Leaning a Ladder against Happiness

There’s not a direct line between our circumstances and how we feel. In truth, there’s a ladder. Chris Argyris created a metaphorical ladder of how we take the information through our senses and create meaning – and judgement from it. (I discussed this in my review of Choice Theory as well.) While most folks want to blame their circumstances for their level of happiness I can tell you that in my own experience and in the research I’ve read from Stumbling on Happiness to The Happiness Hypothesis and beyond, people in the same circumstances see things differently. They focus their attention on additional data – they apply meaning to the data they have – build assumptions – and so on.

I can tell you that I’ve seen people transform their attitude through recovery/care programs. From the time where they’re unhappy to the time when they are happy their objective circumstances haven’t changed. Their finances may be out of control, there may still be impending doom in their marriage but their attitude changes and they become happier because of how they choose to view things—not because things have changed.

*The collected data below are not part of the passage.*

use indexmap::{IndexMap, IndexSet};

use super::guidance;
use super::model::{
    AuthSource, EnrichedOperation, ExampleInfo, Guidance, HeaderInfo, ParameterInfo,
    RequestBodyInfo, ResponseInfo,
};
use crate::naming::route_to_name;
use crate::parse::document::Document;
use crate::parse::media_type::{ExampleOrRef, MediaType};
use crate::parse::operation::{Operation, PathItem};
use crate::parse::parameter::{HeaderOrRef, Parameter, ParameterLocation, ParameterOrRef};
use crate::parse::request_body::RequestBodyOrRef;
use crate::parse::response::ResponseOrRef;
use crate::parse::security::SecurityRequirement;
use crate::schema::{SchemaConverter, SchemaInfo};

/// Flatten one resolved operation into its enriched form, guidance included.
///
/// `schemas` is shared across a document so components convert once.
pub fn enrich(
    doc: &Document,
    path: &str,
    item: &PathItem,
    method: &str,
    op: &Operation,
    schemas: &mut SchemaConverter,
) -> EnrichedOperation {
    let mut path_params = Vec::new();
    let mut query_params = Vec::new();
    let mut header_params = Vec::new();
    let mut cookie_params = Vec::new();
    for param in merge_parameters(&item.parameters, &op.parameters) {
        let info = parameter_info(param, schemas);
        match info.location {
            ParameterLocation::Path => path_params.push(info),
            ParameterLocation::Query => query_params.push(info),
            ParameterLocation::Header => header_params.push(info),
            ParameterLocation::Cookie => cookie_params.push(info),
        }
    }

    let (auth_methods, auth_source) = auth_methods(op.security.as_deref(), doc.security.as_deref());
    let request_body = op
        .request_body
        .as_ref()
        .and_then(|body| request_body_info(body, schemas));
    let mut responses = IndexMap::new();
    for (status, resp) in &op.responses {
        if let ResponseOrRef::Response(r) = resp {
            responses.insert(status.clone(), response_info(r, schemas));
        }
    }

    let mut enriched = EnrichedOperation {
        method: method.to_uppercase(),
        path: path.to_string(),
        operation_id: op.operation_id.clone(),
        display_id: op
            .operation_id
            .clone()
            .unwrap_or_else(|| route_to_name(method, path)),
        summary: op.summary.clone().or_else(|| item.summary.clone()),
        description: op.description.clone().or_else(|| item.description.clone()),
        tags: op.tags.clone(),
        deprecated: op.deprecated.unwrap_or(false),
        path_params,
        query_params,
        header_params,
        cookie_params,
        request_body,
        responses,
        security: op.security.clone(),
        auth_methods,
        auth_source,
        server_urls: server_urls(doc, item, op),
        guidance: Guidance::default(),
    };
    enriched.guidance = guidance::generate(&enriched);
    enriched
}

/// Operation parameters replace path-level ones with the same name and
/// location, keeping the path-level position.
fn merge_parameters<'a>(
    path_level: &'a [ParameterOrRef],
    op_level: &'a [ParameterOrRef],
) -> impl Iterator<Item = &'a Parameter> {
    let mut merged: IndexMap<(&str, ParameterLocation), &Parameter> = IndexMap::new();
    for p in path_level.iter().chain(op_level) {
        if let ParameterOrRef::Parameter(param) = p {
            merged.insert((param.name.as_str(), param.location), param);
        }
    }
    merged.into_values()
}

fn parameter_info(param: &Parameter, schemas: &mut SchemaConverter) -> ParameterInfo {
    let schema = param
        .schema
        .as_ref()
        .map(|s| schemas.convert(s))
        .unwrap_or_else(SchemaInfo::any);
    let examples = example_list(&param.examples);
    let example = param
        .example
        .clone()
        .or_else(|| examples.first().map(|e| e.value.clone()));
    ParameterInfo {
        name: param.name.clone(),
        location: param.location,
        description: param.description.clone(),
        // Path parameters are always required.
        required: param.required || param.location == ParameterLocation::Path,
        deprecated: param.deprecated.unwrap_or(false),
        schema,
        example,
        examples,
    }
}

fn request_body_info(
    body: &RequestBodyOrRef,
    schemas: &mut SchemaConverter,
) -> Option<RequestBodyInfo> {
    let RequestBodyOrRef::RequestBody(rb) = body else {
        return None;
    };
    let media = preferred_media(&rb.content);
    Some(RequestBodyInfo {
        description: rb.description.clone(),
        required: rb.required,
        content_types: rb.content.keys().cloned().collect(),
        schema: media
            .and_then(|m| m.schema.as_ref())
            .map(|s| schemas.convert(s)),
        examples: media.map(media_examples).unwrap_or_default(),
    })
}

fn response_info(
    resp: &crate::parse::response::Response,
    schemas: &mut SchemaConverter,
) -> ResponseInfo {
    let media = preferred_media(&resp.content);
    let mut headers = IndexMap::new();
    for (name, h) in &resp.headers {
        if let HeaderOrRef::Header(h) = h {
            let info = HeaderInfo {
                description: h.description.clone(),
                required: h.required,
                schema: h.schema.as_ref().map(|s| schemas.convert(s)),
            };
            headers.insert(name.clone(), info);
        }
    }
    ResponseInfo {
        description: resp.description.clone(),
        content_types: resp.content.keys().cloned().collect(),
        schema: media
            .and_then(|m| m.schema.as_ref())
            .map(|s| schemas.convert(s)),
        headers,
    }
}

/// JSON media types win; otherwise the first declared one.
fn preferred_media(content: &IndexMap<String, MediaType>) -> Option<&MediaType> {
    content
        .iter()
        .find(|(ct, _)| is_json(ct))
        .or_else(|| content.first())
        .map(|(_, m)| m)
}

fn is_json(content_type: &str) -> bool {
    let base = content_type.split(';').next().unwrap_or("").trim();
    base == "application/json" || base.ends_with("+json")
}

fn media_examples(media: &MediaType) -> Vec<ExampleInfo> {
    let mut out = Vec::new();
    if let Some(ref value) = media.example {
        out.push(ExampleInfo {
            name: "default".to_string(),
            summary: None,
            description: None,
            value: value.clone(),
        });
    }
    out.extend(example_list(&media.examples));
    out
}

fn example_list(examples: &IndexMap<String, ExampleOrRef>) -> Vec<ExampleInfo> {
    examples
        .iter()
        .filter_map(|(name, ex)| match ex {
            ExampleOrRef::Example(e) => e.value.as_ref().map(|value| ExampleInfo {
                name: name.clone(),
                summary: e.summary.clone(),
                description: e.description.clone(),
                value: value.clone(),
            }),
            ExampleOrRef::Ref { .. } => None,
        })
        .collect()
}

/// Operation servers override path servers, which override document servers.
fn server_urls(doc: &Document, item: &PathItem, op: &Operation) -> Vec<String> {
    let servers = if !op.servers.is_empty() {
        &op.servers
    } else if !item.servers.is_empty() {
        &item.servers
    } else {
        &doc.servers
    };
    servers.iter().map(|s| s.expanded_url()).collect()
}

/// Scheme names an operation authenticates with, and where they come from.
///
/// An explicit empty operation list disables authentication even when the
/// document declares requirements.
fn auth_methods(
    op_security: Option<&[SecurityRequirement]>,
    doc_security: Option<&[SecurityRequirement]>,
) -> (Vec<String>, AuthSource) {
    let (requirements, source) = match (op_security, doc_security) {
        (Some([]), _) => return (Vec::new(), AuthSource::Disabled),
        (Some(reqs), _) => (reqs, AuthSource::Operation),
        (None, Some(reqs)) if !reqs.is_empty() => (reqs, AuthSource::Document),
        (None, _) => return (Vec::new(), AuthSource::None),
    };
    let names: IndexSet<&String> = requirements.iter().flat_map(|r| r.keys()).collect();
    (names.into_iter().cloned().collect(), source)
}
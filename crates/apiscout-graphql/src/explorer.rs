use std::sync::Arc;
use std::time::Duration;

use apiscout_core::config::ScoutConfig;
use apiscout_core::fetch::build_client;
use log::{debug, info};
use serde_json::{Map, Value};

use crate::cache::GraphCache;
use crate::catalog::GraphCatalog;
use crate::client::{GraphClient, GraphRequest, GraphResponse};
use crate::error::GraphError;
use crate::query::parse_query;

/// Entry point for graph endpoints: discovery with caching, and checked
/// execution.
///
/// Queries are parsed before they are sent. When the endpoint's catalog is
/// cached they are also checked against it; otherwise they go out unchecked.
#[derive(Clone)]
pub struct GraphExplorer {
    http: reqwest::Client,
    timeout: Duration,
    cache: Arc<GraphCache>,
}

impl GraphExplorer {
    /// An explorer with its own catalog cache.
    pub fn new(config: &ScoutConfig) -> Result<Self, GraphError> {
        let cache = Arc::new(GraphCache::from_config(&config.cache));
        Self::with_cache(config, cache)
    }

    pub fn with_cache(config: &ScoutConfig, cache: Arc<GraphCache>) -> Result<Self, GraphError> {
        Ok(Self {
            http: build_client(&config.fetch)?,
            timeout: config.fetch.timeout(),
            cache,
        })
    }

    pub fn cache(&self) -> &Arc<GraphCache> {
        &self.cache
    }

    fn client(&self, endpoint: &str) -> GraphClient {
        GraphClient::with_client(self.http.clone(), endpoint, self.timeout)
    }

    /// The catalog for `endpoint`, introspecting it on a cache miss.
    pub async fn discover_graph(&self, endpoint: &str) -> Result<Arc<GraphCatalog>, GraphError> {
        if let Some(catalog) = self.cache.get(endpoint) {
            return Ok(catalog);
        }
        let schema = self.client(endpoint).introspect().await?;
        let catalog = Arc::new(GraphCatalog::build(endpoint, &schema));
        info!("discovered {} graph operations at {endpoint}", catalog.len());
        self.cache.set(endpoint, Arc::clone(&catalog));
        Ok(catalog)
    }

    /// Parse, check and send one query.
    ///
    /// Server-reported errors come back inside the response; only transport,
    /// decode, syntax and pre-flight failures are errors here.
    pub async fn execute_graph(
        &self,
        endpoint: &str,
        query: &str,
        variables: Option<Map<String, Value>>,
        operation_name: Option<&str>,
    ) -> Result<GraphResponse, GraphError> {
        let doc = parse_query(query)?;
        let problems = match self.cache.get(endpoint) {
            Some(catalog) => catalog.check(&doc, operation_name),
            None => {
                debug!("no cached catalog for {endpoint}, sending unchecked");
                doc.operation(operation_name).err().into_iter().collect()
            }
        };
        if !problems.is_empty() {
            return Err(GraphError::Validation(problems));
        }

        let request = GraphRequest {
            query: query.to_string(),
            variables,
            operation_name: operation_name.map(str::to_string),
        };
        self.client(endpoint).execute(&request).await
    }

    /// Drop the cached catalog so the next discovery introspects again.
    pub fn invalidate(&self, endpoint: &str) -> bool {
        self.cache.invalidate(endpoint)
    }
}
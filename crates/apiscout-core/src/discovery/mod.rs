//! Enumeration and enrichment of the operations a document declares.

pub mod extract;
pub mod guidance;
pub mod model;

use std::sync::{Arc, OnceLock};

use indexmap::{IndexMap, IndexSet};
use log::debug;

use crate::error::ResolveError;
use crate::index::OperationIndex;
use crate::parse::document::Document;
use crate::parse::ref_resolve::RefResolver;
use crate::schema::SchemaConverter;

pub use model::{
    AuthSource, DiscoverySummary, EnrichedOperation, ExampleInfo, Guidance, HeaderInfo,
    OperationExample, ParameterInfo, RequestBodyInfo, ResponseInfo, operation_key,
};

/// Lazily enumerated, immutable operation catalog for one document.
///
/// The operation list and the index over it are each built at most once.
#[derive(Debug)]
pub struct OperationDiscovery {
    document: Document,
    operations: OnceLock<Vec<Arc<EnrichedOperation>>>,
    index: OnceLock<OperationIndex>,
}

impl OperationDiscovery {
    /// Resolve the document's references and prepare it for enumeration.
    pub fn new(document: &Document) -> Result<Self, ResolveError> {
        let resolved = RefResolver::new(document).resolve_document(document)?;
        Ok(Self {
            document: resolved,
            operations: OnceLock::new(),
            index: OnceLock::new(),
        })
    }

    /// The reference-resolved document.
    pub fn document(&self) -> &Document {
        &self.document
    }

    /// Every declared path × verb, in document order.
    pub fn operations(&self) -> &[Arc<EnrichedOperation>] {
        self.operations.get_or_init(|| {
            let doc = &self.document;
            let mut schemas = SchemaConverter::new();
            let mut ops = Vec::new();
            for (path, item) in &doc.paths {
                for (method, op) in item.operations() {
                    ops.push(Arc::new(extract::enrich(
                        doc,
                        path,
                        item,
                        method,
                        op,
                        &mut schemas,
                    )));
                }
            }
            debug!(
                "enumerated {} operations ({} distinct schemas) for {}",
                ops.len(),
                schemas.len(),
                doc.info.title
            );
            ops
        })
    }

    pub fn index(&self) -> &OperationIndex {
        self.index
            .get_or_init(|| OperationIndex::build(self.operations()))
    }

    /// Exact lookup by verb and declared path template.
    pub fn find_operation(&self, method: &str, path: &str) -> Option<Arc<EnrichedOperation>> {
        self.index().get(method, path)
    }

    /// Look up by declared `operationId`, falling back to the derived display id.
    pub fn find_by_id(&self, id: &str) -> Option<Arc<EnrichedOperation>> {
        let ops = self.operations();
        ops.iter()
            .find(|op| op.operation_id.as_deref() == Some(id))
            .or_else(|| ops.iter().find(|op| op.display_id == id))
            .cloned()
    }

    pub fn find_by_tag(&self, tag: &str) -> Vec<Arc<EnrichedOperation>> {
        self.index().by_tag(tag)
    }

    /// Operations whose path template contains `fragment`.
    pub fn find_by_path(&self, fragment: &str) -> Vec<Arc<EnrichedOperation>> {
        self.operations()
            .iter()
            .filter(|op| op.path.contains(fragment))
            .cloned()
            .collect()
    }

    /// `METHOD /path` → operation, in document order.
    pub fn path_map(&self) -> IndexMap<String, Arc<EnrichedOperation>> {
        self.operations()
            .iter()
            .map(|op| (op.key(), Arc::clone(op)))
            .collect()
    }

    /// Scheme name → one-line description.
    pub fn security_schemes(&self) -> IndexMap<String, String> {
        self.document
            .components
            .as_ref()
            .map(|c| {
                c.security_schemes
                    .iter()
                    .map(|(name, scheme)| (name.clone(), scheme.summary()))
                    .collect()
            })
            .unwrap_or_default()
    }

    pub fn server_urls(&self) -> Vec<String> {
        self.document
            .servers
            .iter()
            .map(|s| s.expanded_url())
            .collect()
    }

    /// Declared tags first, then tags only seen on operations.
    pub fn tags(&self) -> Vec<String> {
        let mut tags: IndexSet<String> =
            self.document.tags.iter().map(|t| t.name.clone()).collect();
        for op in self.operations() {
            tags.extend(op.tags.iter().cloned());
        }
        tags.into_iter().collect()
    }

    pub fn summary(&self) -> DiscoverySummary {
        let info = &self.document.info;
        let operations: Vec<EnrichedOperation> =
            self.operations().iter().map(|op| op.as_ref().clone()).collect();
        let server_urls = self.server_urls();
        let security_schemes = self.security_schemes();
        let guidance = api_guidance(
            &info.title,
            operations.len(),
            &server_urls,
            &security_schemes,
        );
        DiscoverySummary {
            title: info.title.clone(),
            version: info.version.clone(),
            description: info.description.clone(),
            server_urls,
            security_schemes,
            tags: self.tags(),
            webhooks: self.document.webhooks.keys().cloned().collect(),
            operations,
            guidance,
        }
    }
}

fn api_guidance(
    title: &str,
    count: usize,
    servers: &[String],
    schemes: &IndexMap<String, String>,
) -> String {
    let mut out = format!("{title} exposes {count} operation{}.", plural(count));
    match servers.first() {
        Some(base) => out.push_str(&format!(" Send requests to {base}.")),
        None => out.push_str(" No server URL is declared; supply the base URL yourself."),
    }
    if !schemes.is_empty() {
        let names: Vec<&str> = schemes.keys().map(String::as_str).collect();
        out.push_str(&format!(
            " Available authentication schemes: {}.",
            names.join(", ")
        ));
    }
    out.push_str(" Validate a request against its operation before sending it.");
    out
}

fn plural(n: usize) -> &'static str {
    if n == 1 { "" } else { "s" }
}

The point here is that it’s not your circumstances that controls your happiness – it’s how you choose to see your circumstances.

Desire to Be Happy

So the key to being happy is to truly desire to be happy. Some will say that they strongly desire to be happy – and yet their behaviors say something entirely different. In recovery programs they tell you to believe behavior – that is you’re only really ready to stop an addiction when you’re ready to change your behaviors. (I’m not speaking directly about the addiction. I’m speaking more about dangerous behaviors that lead to indulging in the behavior.) The first step in a 12 step recovery program is to admit you have a problem. It’s that admission – or in this case determination – that drives the rest of the process forward. It’s great that you’re interested in being happy – but are you committed to becoming more happy. Are you willing to invest time in life giving activities that make you happy – or are you too busy to make time?

Good enough for now (Not seeking perfect)

One of the final factors that influences the ability to be happy is the desire towards perfectionism. Whether it’s perfectionism in ourselves or in the things that we do, perfectionism is hard work and a road filled with only disappointments. In the language of The Paradox of Choice we should seek to be satisficers – looking for good enough – rather than maximizers – looking only for the best. The trick is that there is no best. There is no perfect way. There’s only good enough for now. So go be happy enough for now – until you’re ready to be happier. The first step may be reading Hardwiring Happiness.